March to the beat of our drum!

photo by: Gina Hsu

Since the beginning of time, the original people of Turtle Island have come together in their own ways, and in their own communities to celebrate.

We celebrate so many things; Mother Earth, the water, the Moon, the Sun and stars, the drum, the Solstice, the Equinox, the people, life, death, spirit, sustenance, and Creator (just to name a few).

Each nation across Turtle Island has their own language, songs, dances, foods, regalia, and enormous generosity.

Whether it has been called a ‘Powwow’, a ‘Social’, a ‘Potlatch’, a ‘Feast’, or a ‘Gathering’, we come together to share all of these things in a good way and with the utmost respect for each other and our ways.

But for many years, under the Indian Act of 1876, these kinds of celebrations were made illegal by the Canadian government.

Indian Agents were requested by the Government to discourage us from “excessive dancing,” and “gathering together.”

Unable to leave our designated reserves without permission from these Indian Agents, we took our dances, our language, our songs, and our ceremonies underground.

We practiced them and kept them alive as best we could, even when jail was the consequence.

Since the beginning of Waterloo Aboriginal Education Centre (it was named at its founding) 16 years ago, which is warmly housed in St. Paul’s University College, we have hosted an annual celebration with all of these things in mind.

This yearly event has grown to see more than 2,500 people and the currently named Shatitsiroth’a Waterloo Indigenous Student Centre is looking forward to seeing even more people this year in Waterloo Park (near the bandshell) on Sept. 28, 2019.

The day begins with the Sunrise Ceremony, featuring our Head Elder at 7:15 a.m. by the Sacred Fire. Grand entry begins at noon.

These are times where we ask that no pictures be taken, and no video recorded. 

We bring out our sacred items such as the Eagle Staff and our Nation Flags, our medicines, our elders and veterans, our dancers and youth, our families and friends.

During Grand entry we sing honour songs and flag songs while we post our nation’s flags. These are our anthems. Please stand with us if you can.

And then the dancing begins.

We have big drums and dancers from right here in KW and from as far away as places like Flying Post First Nation.

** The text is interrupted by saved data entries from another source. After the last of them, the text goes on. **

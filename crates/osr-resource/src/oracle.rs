use std::sync::Arc;

use osr_store::{ObjectMetadata, ObjectStoreClient, StoreError};
use tracing::debug;

use crate::error::{ResourceError, ResourceResult};

/// Live existence and metadata queries against the store.
///
/// Nothing is cached: every call is a fresh round-trip, so answers reflect
/// writes completed elsewhere.
#[derive(Clone)]
pub struct ExistenceOracle {
    client: Arc<dyn ObjectStoreClient>,
}

impl ExistenceOracle {
    /// Create an oracle over `client`.
    pub fn new(client: Arc<dyn ObjectStoreClient>) -> Self {
        Self { client }
    }

    /// Returns `true` if the bucket exists.
    pub fn bucket_exists(&self, bucket: &str) -> ResourceResult<bool> {
        let exists = self
            .client
            .bucket_exists(bucket)
            .map_err(|e| ResourceError::from_store("bucket lookup", e))?;
        debug!(bucket, exists, "bucket existence checked");
        Ok(exists)
    }

    /// Returns `true` if the object exists. A missing bucket counts as a
    /// missing object.
    pub fn object_exists(&self, bucket: &str, key: &str) -> ResourceResult<bool> {
        match self.client.head_object(bucket, key) {
            Ok(_) => Ok(true),
            Err(e) if e.is_not_found() => Ok(false),
            Err(e) => Err(ResourceError::from_store("head object", e)),
        }
    }

    /// Fetch object metadata, failing with `NotFound` if the object is absent.
    pub fn metadata(&self, bucket: &str, key: &str) -> ResourceResult<ObjectMetadata> {
        self.client.head_object(bucket, key).map_err(|e| match e {
            StoreError::NoSuchKey { .. } | StoreError::NoSuchBucket(_) => {
                ResourceError::NotFound(format!("object not existed: {bucket}/{key}"))
            }
            other => ResourceError::from_store("head object", other),
        })
    }
}

impl std::fmt::Debug for ExistenceOracle {
    fn fmt(&self, f: &mut std::fmt::Formatter<'_>) -> std::fmt::Result {
        f.debug_struct("ExistenceOracle").finish_non_exhaustive()
    }
}

#[cfg(test)]
mod tests {
    use super::*;
    use osr_store::{Bucket, InMemoryObjectStore, ObjectStream, StoreResult};
    use std::io::Read;

    fn oracle_with_object() -> (Arc<InMemoryObjectStore>, ExistenceOracle) {
        let store = Arc::new(InMemoryObjectStore::new());
        store.create_bucket("aliyun-test-bucket").unwrap();
        let mut body: &[u8] = &[1u8; 4096];
        store
            .put_object("aliyun-test-bucket", "myfilekey", &mut body)
            .unwrap();
        let oracle = ExistenceOracle::new(store.clone());
        (store, oracle)
    }

    /// A store whose every call fails with a transport error.
    struct Unreachable;

    impl ObjectStoreClient for Unreachable {
        fn list_buckets(&self) -> StoreResult<Vec<Bucket>> {
            Err(StoreError::Transport("unreachable".into()))
        }
        fn create_bucket(&self, _: &str) -> StoreResult<Bucket> {
            Err(StoreError::Transport("unreachable".into()))
        }
        fn put_object(&self, _: &str, _: &str, _: &mut dyn Read) -> StoreResult<ObjectMetadata> {
            Err(StoreError::Transport("unreachable".into()))
        }
        fn get_object(&self, _: &str, _: &str) -> StoreResult<ObjectStream> {
            Err(StoreError::Transport("unreachable".into()))
        }
        fn head_object(&self, _: &str, _: &str) -> StoreResult<ObjectMetadata> {
            Err(StoreError::Transport("unreachable".into()))
        }
    }

    #[test]
    fn existing_and_missing() {
        let (_store, oracle) = oracle_with_object();
        assert!(oracle.bucket_exists("aliyun-test-bucket").unwrap());
        assert!(!oracle.bucket_exists("other-bucket").unwrap());
        assert!(oracle.object_exists("aliyun-test-bucket", "myfilekey").unwrap());
        assert!(!oracle.object_exists("aliyun-test-bucket", "missing").unwrap());
        assert!(!oracle.object_exists("other-bucket", "myfilekey").unwrap());
    }

    #[test]
    fn metadata_reports_store_values() {
        let (store, oracle) = oracle_with_object();
        let meta = oracle.metadata("aliyun-test-bucket", "myfilekey").unwrap();
        let head = store.head_object("aliyun-test-bucket", "myfilekey").unwrap();
        assert_eq!(meta, head);
        assert_eq!(meta.content_length, 4096);
    }

    #[test]
    fn metadata_for_missing_object() {
        let (_store, oracle) = oracle_with_object();
        let err = oracle.metadata("aliyun-test-bucket", "missing").unwrap_err();
        assert!(matches!(err, ResourceError::NotFound(_)));
    }

    #[test]
    fn transport_failures_propagate() {
        let oracle = ExistenceOracle::new(Arc::new(Unreachable));
        assert!(matches!(
            oracle.bucket_exists("b").unwrap_err(),
            ResourceError::Transport { .. }
        ));
        assert!(matches!(
            oracle.object_exists("b", "k").unwrap_err(),
            ResourceError::Transport { .. }
        ));
        assert!(matches!(
            oracle.metadata("b", "k").unwrap_err(),
            ResourceError::Transport { .. }
        ));
    }

    #[test]
    fn no_caching() {
        let (store, oracle) = oracle_with_object();
        let before = store.round_trips();
        oracle.object_exists("aliyun-test-bucket", "myfilekey").unwrap();
        oracle.object_exists("aliyun-test-bucket", "myfilekey").unwrap();
        assert_eq!(store.round_trips(), before + 2);
    }
}
use std::fs;
use std::path::{Path, PathBuf};

use serde::{Deserialize, Serialize};

use crate::address::is_valid_scheme;
use crate::error::{ResourceError, ResourceResult};

/// Scheme handled by default.
pub const DEFAULT_SCHEME: &str = "oss";
/// Bytes buffered between a write stream and its upload worker.
pub const DEFAULT_PIPE_CAPACITY: usize = 64 * 1024;
/// Upload workers, i.e. simultaneous uploads.
pub const DEFAULT_MAX_CONCURRENT_UPLOADS: usize = 8;

/// Resolved settings for resources and their upload executor.
///
/// Loaded from TOML; every field is optional:
///
/// ```toml
/// scheme = "oss"
/// auto_create_files = true
/// pipe_capacity = 65536
/// max_concurrent_uploads = 8
/// store_root = "/var/lib/osr"
/// ```
#[derive(Clone, Debug, PartialEq, Eq, Serialize, Deserialize)]
#[serde(default)]
pub struct ResourceConfig {
    pub scheme: String,
    pub auto_create_files: bool,
    pub pipe_capacity: usize,
    pub max_concurrent_uploads: usize,
    /// Root directory for the filesystem store.
    pub store_root: PathBuf,
}

impl Default for ResourceConfig {
    fn default() -> Self {
        Self {
            scheme: DEFAULT_SCHEME.to_string(),
            auto_create_files: true,
            pipe_capacity: DEFAULT_PIPE_CAPACITY,
            max_concurrent_uploads: DEFAULT_MAX_CONCURRENT_UPLOADS,
            store_root: PathBuf::from("osr-data"),
        }
    }
}

impl ResourceConfig {
    /// Parse and validate a TOML document.
    pub fn from_toml_str(text: &str) -> ResourceResult<Self> {
        let config: Self = toml::from_str(text).map_err(|e| ResourceError::Config(e.to_string()))?;
        config.validate()?;
        Ok(config)
    }

    /// Read, parse and validate a TOML file.
    pub fn load(path: &Path) -> ResourceResult<Self> {
        let text = fs::read_to_string(path)?;
        Self::from_toml_str(&text)
    }

    /// Check that the settings are usable.
    pub fn validate(&self) -> ResourceResult<()> {
        if !is_valid_scheme(&self.scheme) {
            return Err(ResourceError::Config(format!(
                "invalid scheme {:?}",
                self.scheme
            )));
        }
        if self.pipe_capacity == 0 {
            return Err(ResourceError::Config("pipe_capacity must be non-zero".into()));
        }
        if self.max_concurrent_uploads == 0 {
            return Err(ResourceError::Config(
                "max_concurrent_uploads must be non-zero".into(),
            ));
        }
        Ok(())
    }
}
use std::fs::File;
use std::io::{self, Read};
use std::sync::Arc;

use anyhow::Context;
use chrono::{DateTime, Utc};
use colored::Colorize;
use osr_resource::{ObjectMetadata, ResourceConfig, ResourceLoader, TargetKind};
use osr_store::{FsObjectStore, ObjectStoreClient};
use serde::Serialize;

use crate::cli::*;

pub fn run_command(cli: Cli) -> anyhow::Result<()> {
    let (store, loader) = open_store(&cli)?;
    let result = match cli.command {
        Command::Buckets => cmd_buckets(store.as_ref(), cli.format),
        Command::Mb(args) => cmd_mb(&loader, &args.location),
        Command::Put(args) => cmd_put(&loader, args, cli.format),
        Command::Cat(args) => cmd_cat(&loader, &args.location),
        Command::Stat(args) => cmd_stat(&loader, &args.location, cli.format),
    };
    loader.shutdown();
    result
}

fn open_store(cli: &Cli) -> anyhow::Result<(Arc<FsObjectStore>, ResourceLoader)> {
    let mut config = match &cli.config {
        Some(path) => ResourceConfig::load(path)
            .with_context(|| format!("loading config {}", path.display()))?,
        None => ResourceConfig::default(),
    };
    if let Some(root) = &cli.root {
        config.store_root = root.clone();
    }
    let store = Arc::new(
        FsObjectStore::open(&config.store_root)
            .with_context(|| format!("opening store at {}", config.store_root.display()))?,
    );
    let loader = ResourceLoader::new(config, store.clone())?;
    Ok((store, loader))
}

fn cmd_buckets(store: &dyn ObjectStoreClient, format: OutputFormat) -> anyhow::Result<()> {
    let buckets = store.list_buckets()?;
    match format {
        OutputFormat::Json => println!("{}", serde_json::to_string_pretty(&buckets)?),
        OutputFormat::Text => {
            if buckets.is_empty() {
                println!("No buckets.");
            }
            for bucket in buckets {
                println!("{}  {}", bucket.created.format("%Y-%m-%d %H:%M:%S").to_string().dimmed(), bucket.name.bold());
            }
        }
    }
    Ok(())
}

fn cmd_mb(loader: &ResourceLoader, location: &str) -> anyhow::Result<()> {
    let resource = loader.load(location)?;
    let bucket = resource.create_bucket()?;
    println!("{} Bucket {} ready", "✓".green().bold(), bucket.name().yellow());
    Ok(())
}

fn cmd_put(loader: &ResourceLoader, args: PutArgs, format: OutputFormat) -> anyhow::Result<()> {
    let meta = match &args.file {
        Some(path) => {
            let mut file = File::open(path).with_context(|| format!("opening {}", path.display()))?;
            upload(loader, &args.location, &mut file, args.no_create)?
        }
        None => upload(loader, &args.location, &mut io::stdin().lock(), args.no_create)?,
    };
    match format {
        OutputFormat::Json => println!("{}", serde_json::to_string_pretty(&meta)?),
        OutputFormat::Text => println!(
            "{} Stored {} ({} bytes, etag {})",
            "✓".green().bold(),
            args.location.yellow(),
            meta.content_length,
            meta.etag.get(..12).unwrap_or(meta.etag.as_str()).cyan()
        ),
    }
    Ok(())
}

/// Stream `source` into `location`. The upload outcome takes precedence over
/// a local copy error, since a failed upload usually breaks the pipe first.
pub fn upload(
    loader: &ResourceLoader,
    location: &str,
    source: &mut dyn Read,
    no_create: bool,
) -> anyhow::Result<ObjectMetadata> {
    let resource = loader.load(location)?.with_auto_create_files(!no_create);
    let mut writer = resource.open_write_stream()?;
    let copied = io::copy(source, &mut writer);
    let meta = writer
        .close()
        .with_context(|| format!("uploading to {location}"))?;
    copied.context("streaming data to the upload")?;
    Ok(meta)
}

fn cmd_cat(loader: &ResourceLoader, location: &str) -> anyhow::Result<()> {
    let resource = loader.load(location)?;
    let mut reader = resource.open_read_stream()?;
    io::copy(&mut reader, &mut io::stdout().lock())?;
    Ok(())
}

#[derive(Debug, Serialize)]
pub struct StatReport {
    pub location: String,
    pub kind: &'static str,
    pub exists: bool,
    pub content_length: Option<u64>,
    pub last_modified: Option<DateTime<Utc>>,
    pub etag: Option<String>,
}

pub fn stat_report(loader: &ResourceLoader, location: &str) -> anyhow::Result<StatReport> {
    let resource = loader.load(location)?;
    let exists = resource.exists()?;
    let meta = match resource.kind() {
        TargetKind::Object if exists => Some(resource.metadata()?),
        _ => None,
    };
    Ok(StatReport {
        location: resource.uri(),
        kind: match resource.kind() {
            TargetKind::Bucket => "bucket",
            TargetKind::Object => "object",
        },
        exists,
        content_length: meta.as_ref().map(|m| m.content_length),
        last_modified: meta.as_ref().map(|m| m.last_modified),
        etag: meta.map(|m| m.etag),
    })
}

fn cmd_stat(loader: &ResourceLoader, location: &str, format: OutputFormat) -> anyhow::Result<()> {
    let report = stat_report(loader, location)?;
    match format {
        OutputFormat::Json => println!("{}", serde_json::to_string_pretty(&report)?),
        OutputFormat::Text => {
            let status = if report.exists { "exists".green() } else { "missing".red() };
            println!("{} ({}) {}", report.location.bold(), report.kind, status);
            if let Some(len) = report.content_length {
                println!("  Size: {len} bytes");
            }
            if let Some(modified) = report.last_modified {
                println!("  Modified: {}", modified.to_rfc3339());
            }
            if let Some(etag) = report.etag {
                println!("  ETag: {}", etag.cyan());
            }
        }
    }
    Ok(())
}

We invite everyone to dance. Intertribals and spot dances might win you a prize.

Our amazing MC brings all of the education, humor, and chatter we have come to love during his time with us the last four years.

Visit the Teaching Space Tent to learn about the Haudenosuanee dances, Metis games and jigging, and Inuit drums and stories.

The craft and artisan booths are too numerous to mention, but local artists and vendors such as Catherine Dallaire will be selling their incredible works of art.

There are information booths by local community organizations. Check out the amazing Indigenous food vendors, kettle-corn booth, and ‘four all ice cream.’

There will be a water station on site, so please bring a refillable water bottle.

There are accessible port-a-potties, an ATM, and free parking off University Avenue, in the back of Lot C. Admission is free, all are welcome.

We will retire the flags at 5 p.m. and sing our last songs. Many Nations don’t actually say “good-bye,” but “until we see you again,” because we do hope to see you again.